Łazy is a village in Gmina Jasienica, Bielsko County, Silesian Voivodeship, southern Poland. It lies in the Silesian Foothills and in the historical region of Cieszyn Silesia.

The name is cultural in origin and commonly found in Slavic languages denoting an arable area obtained by slash-and-burn technique.

== History ==
Archeological trails of a settlement encompassing a few hectares from La Tène period (400 BCE to the 1st century BCE) have been found on a hill in the village, where iron has been smelted.

The village was first mentioned in 1447 as Bucze Łazy (?). However it could have existed already in the 13th century, and was indirectly hinted on in a Latin document of Diocese of Wrocław called Liber fundationis episcopatus Vratislaviensis from around 1305 which mentioned another Lazy by Orlová as Lazy villa Paczconis.
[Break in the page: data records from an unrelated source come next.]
use thiserror::Error;

pub type Result<T> = std::result::Result<T, PlacesError>;

#[derive(Debug, Error)]
pub enum PlacesError {
    #[error("Network error: {0}")]
    Network(String),

    #[error("API error (status {status}): {message}")]
    Api { status: u16, message: String },

    #[error("Parse error: {0}")]
    Parse(String),
}

impl From<reqwest::Error> for PlacesError {
    fn from(err: reqwest::Error) -> Self {
        if err.is_decode() {
            PlacesError::Parse(err.to_string())
        } else {
            PlacesError::Network(err.to_string())
        }
    }
}

impl From<serde_json::Error> for PlacesError {
    fn from(err: serde_json::Error) -> Self {
        PlacesError::Parse(err.to_string())
    }
}
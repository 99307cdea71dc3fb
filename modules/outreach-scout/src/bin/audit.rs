//! Attach Lighthouse scores to the most recent outreach table, in place.
//!
//! Usage: outreach-audit

use std::sync::Arc;

use anyhow::Result;
use clap::Parser;
use tracing::{info, warn};
use tracing_subscriber::EnvFilter;

use outreach_common::AuditorConfig;
use outreach_scout::{table, Auditor, FixedDelay};
use pagespeed_client::PageSpeedClient;

#[derive(Parser)]
#[command(
    name = "outreach-audit",
    about = "Score every website in the latest outreach table with PageSpeed Insights"
)]
struct Cli {}

#[tokio::main]
async fn main() -> Result<()> {
    dotenvy::dotenv().ok();

    tracing_subscriber::fmt()
        .with_env_filter(
            EnvFilter::try_from_default_env().unwrap_or_else(|_| EnvFilter::new("info")),
        )
        .init();

    let _cli = Cli::parse();

    let config = AuditorConfig::from_env()?;
    config.log_redacted();

    let Some(path) = table::latest_table(&config.data_dir)? else {
        warn!(data_dir = %config.data_dir.display(), "No valid outreach table found, nothing to audit");
        return Ok(());
    };

    let client = PageSpeedClient::new(config.pagespeed_api_key.clone())
        .with_base_url(&config.pagespeed_base_url);
    let auditor = Auditor::new(Arc::new(client), Arc::new(FixedDelay::new(config.audit_delay)));

    let summary = auditor.audit_file(&path).await?;
    info!(path = %path.display(), %summary, "Lighthouse audit results appended");

    Ok(())
}
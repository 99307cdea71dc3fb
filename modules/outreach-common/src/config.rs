use std::env;
use std::path::PathBuf;
use std::str::FromStr;
use std::time::Duration;

use tracing::info;

use crate::error::OutreachError;

pub const DEFAULT_DATA_DIR: &str = "data";
pub const DEFAULT_MAX_PER_INDUSTRY: usize = 180;
pub const DEFAULT_PLACES_BASE_URL: &str = "https://places.googleapis.com";
pub const DEFAULT_PAGESPEED_BASE_URL: &str = "https://www.googleapis.com";

/// The Places API refuses a continuation token that is used too soon after it
/// was issued, so pages are never requested faster than this.
pub const MIN_PAGE_DELAY_SECS: u64 = 2;
/// PageSpeed quota floor between audit calls.
pub const MIN_AUDIT_DELAY_SECS: u64 = 3;

/// Configuration for the Collector job.
#[derive(Debug, Clone)]
pub struct CollectorConfig {
    pub places_api_key: String,
    pub places_base_url: String,
    pub data_dir: PathBuf,
    pub max_per_industry: usize,
    pub page_delay: Duration,
}

/// Configuration for the Auditor job.
#[derive(Debug, Clone)]
pub struct AuditorConfig {
    pub pagespeed_api_key: String,
    pub pagespeed_base_url: String,
    pub data_dir: PathBuf,
    pub audit_delay: Duration,
}

impl CollectorConfig {
    /// Load from process environment variables.
    pub fn from_env() -> Result<Self, OutreachError> {
        Self::from_lookup(|key| env::var(key).ok())
    }

    /// Load through an arbitrary key lookup. Fails before any request is made
    /// when the API key is missing or a value is malformed.
    pub fn from_lookup(lookup: impl Fn(&str) -> Option<String>) -> Result<Self, OutreachError> {
        Ok(Self {
            places_api_key: required(&lookup, "GOOGLE_PLACES_API_KEY")?,
            places_base_url: lookup("PLACES_BASE_URL")
                .unwrap_or_else(|| DEFAULT_PLACES_BASE_URL.to_string()),
            data_dir: data_dir(&lookup),
            max_per_industry: parsed(&lookup, "OUTREACH_MAX_PER_INDUSTRY")?
                .unwrap_or(DEFAULT_MAX_PER_INDUSTRY),
            page_delay: delay(&lookup, "OUTREACH_PAGE_DELAY_SECS", MIN_PAGE_DELAY_SECS)?,
        })
    }

    pub fn log_redacted(&self) {
        info!(
            places_api_key = %redact(&self.places_api_key),
            places_base_url = %self.places_base_url,
            data_dir = %self.data_dir.display(),
            max_per_industry = self.max_per_industry,
            page_delay_secs = self.page_delay.as_secs(),
            "Collector config"
        );
    }
}

impl AuditorConfig {
    pub fn from_env() -> Result<Self, OutreachError> {
        Self::from_lookup(|key| env::var(key).ok())
    }

    pub fn from_lookup(lookup: impl Fn(&str) -> Option<String>) -> Result<Self, OutreachError> {
        Ok(Self {
            pagespeed_api_key: required(&lookup, "PAGESPEED_API_KEY")?,
            pagespeed_base_url: lookup("PAGESPEED_BASE_URL")
                .unwrap_or_else(|| DEFAULT_PAGESPEED_BASE_URL.to_string()),
            data_dir: data_dir(&lookup),
            audit_delay: delay(&lookup, "OUTREACH_AUDIT_DELAY_SECS", MIN_AUDIT_DELAY_SECS)?,
        })
    }

    pub fn log_redacted(&self) {
        info!(
            pagespeed_api_key = %redact(&self.pagespeed_api_key),
            pagespeed_base_url = %self.pagespeed_base_url,
            data_dir = %self.data_dir.display(),
            audit_delay_secs = self.audit_delay.as_secs(),
            "Auditor config"
        );
    }
}

fn required(
    lookup: &impl Fn(&str) -> Option<String>,
    key: &'static str,
) -> Result<String, OutreachError> {
    match lookup(key) {
        Some(value) if !value.trim().is_empty() => Ok(value),
        _ => Err(OutreachError::MissingCredential(key)),
    }
}

fn data_dir(lookup: &impl Fn(&str) -> Option<String>) -> PathBuf {
    lookup("OUTREACH_DATA_DIR")
        .filter(|d| !d.is_empty())
        .map(PathBuf::from)
        .unwrap_or_else(|| PathBuf::from(DEFAULT_DATA_DIR))
}

fn parsed<T: FromStr>(
    lookup: &impl Fn(&str) -> Option<String>,
    key: &str,
) -> Result<Option<T>, OutreachError> {
    match lookup(key) {
        None => Ok(None),
        Some(raw) => raw
            .trim()
            .parse()
            .map(Some)
            .map_err(|_| OutreachError::Config(format!("{key} must be a number, got '{raw}'"))),
    }
}

fn delay(
    lookup: &impl Fn(&str) -> Option<String>,
    key: &str,
    min_secs: u64,
) -> Result<Duration, OutreachError> {
    let secs: u64 = parsed(lookup, key)?.unwrap_or(min_secs);
    if secs < min_secs {
        return Err(OutreachError::Config(format!(
            "{key} must be at least {min_secs} seconds, got {secs}"
        )));
    }
    Ok(Duration::from_secs(secs))
}

fn redact(secret: &str) -> String {
    let tail: String = secret
        .chars()
        .rev()
        .take(4)
        .collect::<Vec<_>>()
        .into_iter()
        .rev()
        .collect();
    if secret.chars().count() <= 8 {
        "****".to_string()
    } else {
        format!("****{tail}")
    }
}
use serde::Deserialize;

use crate::error::{PageSpeedError, Result};

/// Lighthouse category ids, as sent in `category=` and keyed in the response.
pub const PERFORMANCE: &str = "performance";
pub const SEO: &str = "seo";
pub const BEST_PRACTICES: &str = "best-practices";

#[derive(Debug, Clone, Deserialize)]
pub struct PagespeedResponse {
    #[serde(rename = "lighthouseResult")]
    pub lighthouse_result: Option<LighthouseResult>,
}

#[derive(Debug, Clone, Deserialize)]
pub struct LighthouseResult {
    #[serde(rename = "finalUrl")]
    pub final_url: Option<String>,
    #[serde(default)]
    pub categories: Categories,
}

#[derive(Debug, Clone, Default, Deserialize)]
pub struct Categories {
    pub performance: Option<Category>,
    pub seo: Option<Category>,
    #[serde(rename = "best-practices")]
    pub best_practices: Option<Category>,
}

/// A Lighthouse category. `score` is a fraction in `[0,1]`, or null when
/// Lighthouse could not compute it.
#[derive(Debug, Clone, Deserialize)]
pub struct Category {
    pub id: Option<String>,
    pub title: Option<String>,
    pub score: Option<f64>,
}

/// The three category scores as raw `[0,1]` fractions.
#[derive(Debug, Clone, Copy, PartialEq)]
pub struct CategoryScores {
    pub performance: f64,
    pub seo: f64,
    pub best_practices: f64,
}

impl PagespeedResponse {
    /// Pull the three requested category scores, failing if any is absent.
    pub fn category_scores(&self) -> Result<CategoryScores> {
        let categories = self
            .lighthouse_result
            .as_ref()
            .map(|r| &r.categories)
            .ok_or_else(|| PageSpeedError::Parse("response has no lighthouseResult".into()))?;

        Ok(CategoryScores {
            performance: score_of(&categories.performance, PERFORMANCE)?,
            seo: score_of(&categories.seo, SEO)?,
            best_practices: score_of(&categories.best_practices, BEST_PRACTICES)?,
        })
    }
}

fn score_of(category: &Option<Category>, id: &'static str) -> Result<f64> {
    category
        .as_ref()
        .and_then(|c| c.score)
        .ok_or(PageSpeedError::MissingCategory(id))
}

#[cfg(test)]
mod tests {
    use super::*;

    #[test]
    fn extracts_all_three_scores() {
        let resp: PagespeedResponse = serde_json::from_str(
            r#"{"lighthouseResult": {"finalUrl": "https://acme.example/", "categories": {
                "performance": {"id": "performance", "score": 0.42},
                "seo": {"id": "seo", "score": 0.9},
                "best-practices": {"id": "best-practices", "score": 1}
            }}}"#,
        )
        .unwrap();

        let scores = resp.category_scores().unwrap();
        assert_eq!(scores.performance, 0.42);
        assert_eq!(scores.seo, 0.9);
        assert_eq!(scores.best_practices, 1.0);
    }

    #[test]
    fn null_score_is_missing_category() {
        let resp: PagespeedResponse = serde_json::from_str(
            r#"{"lighthouseResult": {"categories": {
                "performance": {"score": null},
                "seo": {"score": 0.9},
                "best-practices": {"score": 0.8}
            }}}"#,
        )
        .unwrap();

        assert!(matches!(
            resp.category_scores(),
            Err(PageSpeedError::MissingCategory(PERFORMANCE))
        ));
    }

    #[test]
    fn absent_category_is_missing_category() {
        let resp: PagespeedResponse = serde_json::from_str(
            r#"{"lighthouseResult": {"categories": {
                "performance": {"score": 0.5},
                "seo": {"score": 0.9}
            }}}"#,
        )
        .unwrap();

        assert!(matches!(
            resp.category_scores(),
            Err(PageSpeedError::MissingCategory(BEST_PRACTICES))
        ));
    }

    #[test]
    fn missing_lighthouse_result_is_parse_error() {
        let resp: PagespeedResponse =
            serde_json::from_str(r#"{"error": {"code": 400}}"#).unwrap();
        assert!(matches!(resp.category_scores(), Err(PageSpeedError::Parse(_))));
    }
}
However the addition villa Paczconis indicates that there could be another village named similarly, which was not however mentioned.

Politically the village belonged initially to the Duchy of Teschen, formed in 1290 in the process of feudal fragmentation of Poland and was ruled by a local branch of Piast dynasty. In 1327 the duchy became a fee of the Kingdom of Bohemia, which after 1526 became part of the Habsburg monarchy. In years 1573/1577–1594 it belonged to Skoczów-Strumień state country that was split from the Duchy of Teschen but was later purchased back.

After Revolutions of 1848 in the Austrian Empire a modern municipal division was introduced in the re-established Austrian Silesia. The village as a municipality was subscribed to the political district of Bielsko and the legal district of Skoczów. According to the censuses conducted in 1880, 1890, 1900 and 1910 the population of the municipality dropped from 293 in 1880 to 244 in 1910, with majority of the inhabitants being native Polish-speakers (96.2%-100%) and a dwindling German-speaking minority (from 11 or 3.8% in 1880 to zero in 1910), in terms of religion majority were Roman Catholics (83.6% in 1910), followed by Protestants (16.4% in 1910). The village was also traditionally inhabited by Cieszyn Vlachs, speaking Cieszyn Silesian dialect.

After World War I, fall of Austria-Hungary, Polish–Czechoslovak War and the division of Cieszyn Silesia in 1920, it became a part of Poland. It was then annexed by Nazi Germany at the beginning of World War II. After the war it was restored to Poland.

In 1938-1971 a Catholic Saint Joseph Church was built in the village, a filial church of Bielowicko.